Today’s Scripture Reading: Matthew 26:6-13
6 While Jesus was in Bethany in the home of Simon the Leper, 7 a woman came to him with an alabaster jar of very expensive perfume, which she poured on his head as he was reclining at the table. 8 When the disciples saw this, they were indignant. “Why this waste?” they asked.9 “This perfume could have been sold at a high price and the money given to the poor.” 10 Aware of this, Jesus said to them, “Why are you bothering this woman? She has done a beautiful thing to me. 11 The poor you will always have with you, but you will not always have me. 12 When she poured this perfume on my body, she did it to prepare me for burial. 13 Truly I tell you, wherever this gospel is preached throughout the world, what she has done will also be told, in memory of her.”
What was the significance of the woman’s act of of pouring her expensive perfume over the head of Jesus? Upon reading this passage, we can feel two different emotions: First, was that of love and honour lavishly expressed through the woman in her gift to Jesus; The second is outrage from the disciples – a dispute about how it could have been sold and given to the poor. Although the disciples’ point was not entirely wrong, we somehow leave this passage with a sense that the woman had done no wrong either.
Whether from the perspective of the woman, or from the disciples, the implicit questions that ought to come to mind for us are – what was the purpose of either? What was the reason one should have sold such a precious item and distribute it to the poor? What was the reason to pour it over the head of Jesus?
Jesus’ perspective shines light on the act of giving with generosity and compassion to the poor as something that needed to continue to happen, even beyond the cost of the alabaster jar that was broken in front of them. They were consumed with the religious duty, doing good and and “being righteous” portion, but they could not see what Jesus desired from them. They did not recognize the spiritual reality of who they were walking with and dining with that evening. What the disciples could not see was something the woman certainly knew before they did – that Jesus was the Son of God.

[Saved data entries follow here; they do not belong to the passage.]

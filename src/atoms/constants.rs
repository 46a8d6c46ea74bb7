// ── Keywatch Atoms: Constants ──────────────────────────────────────────────
// All tunable thresholds, weights, and windows for the crate live here.
// Rationale: collecting constants in one place eliminates magic numbers,
// makes auditing easier, and keeps every layer's code self-documenting.

// ── Lexical matching ───────────────────────────────────────────────────────
// A (subscription × message) pair passes the lexical stage when its combined
// score clears LEXICAL_THRESHOLD. The combined score is an equal mix of the
// keyword score and the description score; each of those is itself a
// weighted blend — see engine/lexical.rs.
pub const LEXICAL_THRESHOLD: f64 = 0.15;

/// A single keyword counts as "covered" when this fraction of its character
/// trigrams appears in the message trigram set.
pub const KEYWORD_COVERAGE_THRESHOLD: f64 = 0.7;

/// Negative phrases reject at a stricter coverage bar than positive keywords
/// match, so a morphological variant still trips them but a loose scatter of
/// shared trigrams does not.
pub const NEGATIVE_COVERAGE_THRESHOLD: f64 = 0.85;

/// Keyword score = BINARY_COVERAGE_WEIGHT · (fraction of keywords covered)
///               + SOFT_COVERAGE_WEIGHT  · (mean per-keyword coverage).
pub const BINARY_COVERAGE_WEIGHT: f64 = 0.7;
pub const SOFT_COVERAGE_WEIGHT: f64 = 0.3;

/// Description score = DESC_TRIGRAM_WEIGHT · trigram Jaccard
///                   + DESC_BIGRAM_WEIGHT  · word-bigram Jaccard.
pub const DESC_TRIGRAM_WEIGHT: f64 = 0.3;
pub const DESC_BIGRAM_WEIGHT: f64 = 0.7;

/// When the verifier transport fails, a candidate whose lexical score
/// exceeds this bar is treated as matched anyway.
pub const VERIFIER_FALLBACK_LEXICAL_SCORE: f64 = 0.7;

// ── Semantic matching ──────────────────────────────────────────────────────
/// The pair passes when the sum of positive-keyword cosine similarities
/// reaches this value.
pub const SEMANTIC_POSITIVE_THRESHOLD: f64 = 0.6;

/// The pair is rejected when any negative-keyword cosine similarity
/// exceeds this value.
pub const SEMANTIC_NEGATIVE_THRESHOLD: f64 = 0.65;

/// How long a failed embedding-server health probe is believed. While the
/// server is considered unreachable, subscriptions fall back to lexical-only.
pub const EMBEDDING_HEALTH_TTL_SECS: u64 = 60;

// ── Caches & windows ───────────────────────────────────────────────────────
/// Per-group subscription cache entry lifetime. Popular groups see hundreds
/// of messages per minute; a per-message store query is unacceptable.
pub const SUBSCRIPTION_CACHE_TTL_SECS: u64 = 60;

/// An album id stays in the assembler's seen-table this long. Fragments of
/// one album arrive within ~2 s; 30 s absorbs upstream retries.
pub const ALBUM_WINDOW_SECS: u64 = 30;

// ── URL enrichment ─────────────────────────────────────────────────────────
/// A message is "URL-only" when, after removing URLs, fewer than this many
/// characters of content remain.
pub const URL_ONLY_MAX_RESIDUE_CHARS: usize = 10;

/// At most this many URLs are fetched per message.
pub const ENRICH_MAX_URLS: usize = 2;

/// Per-fetch timeout and extracted-text cap.
pub const ENRICH_FETCH_TIMEOUT_SECS: u64 = 10;
pub const ENRICH_MAX_TEXT_CHARS: usize = 8_000;

// ── History backfill ───────────────────────────────────────────────────────
/// How many most-recent messages are replayed per group.
pub const BACKFILL_MESSAGE_LIMIT: usize = 1_000;

/// Per-topic bound for forum-structured groups.
pub const BACKFILL_TOPIC_MESSAGE_LIMIT: usize = 200;

/// Deterministic inter-group delay — the backfill's own rate limit.
pub const BACKFILL_INTER_GROUP_DELAY_SECS: u64 = 2;

/// Transient-error retry: exponential backoff base and cap, bounded attempts.
/// Flood-wait errors sleep the server-specified duration instead and do not
/// consume an attempt.
pub const BACKFILL_BACKOFF_BASE_SECS: u64 = 2;
pub const BACKFILL_BACKOFF_CAP_SECS: u64 = 120;
pub const BACKFILL_MAX_ATTEMPTS: u32 = 10;

// ── Retrospective scan ─────────────────────────────────────────────────────
/// Cost control: at most this many sorted candidates reach the batched
/// verifier in one scan.
pub const RESCAN_VERIFIER_CAP: usize = 10;

// ── Notification dispatch ──────────────────────────────────────────────────
/// Competitor counts are bucketed to multiples of this.
pub const COMPETITOR_BUCKET: i64 = 5;

/// How long a delayed notification is held before release, and how often
/// the release loop wakes to drain due entries.
pub const DISPATCH_DELAY_HOLD_SECS: u64 = 60;
pub const DISPATCH_RELEASE_TICK_SECS: u64 = 5;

The woman’s act of sacrifice was an act of love. It acknowledged who Jesus was. She may have known no other way to worship her Lord in the spur of that moment – a chance that may not come around again, especially in her own home! What was the greatest gift she could give to Jesus but her most valued possession? Would Jesus have been pleased still if the woman had sold her alabaster jar and helped the poor? absolutely. In that moment this was all the woman could do before the chance was gone. Jesus saw the intent of her heart – that she loved him and desired to honour him and spared nothing to do so.
In the same way for us, Jesus knows and desires the intent of our hearts in our actions. Are we compelled by knowing who Jesus is? Are we compelled in our love for him enough to give to the Lord even what is most prized to us? Just as the woman broke the neck of the alabaster jar to pour on the head of Jesus as a sacrifice to worship Him, it must also remind us of the greatest gift of all. Jesus’ body was broken for you and I, so that we may live – simply because he loved us more than we could ever imagine.
“But he was pierced for our transgressions, he was crushed for our iniquities; the punishment that brought us peace was on him, and by his wounds we are healed.”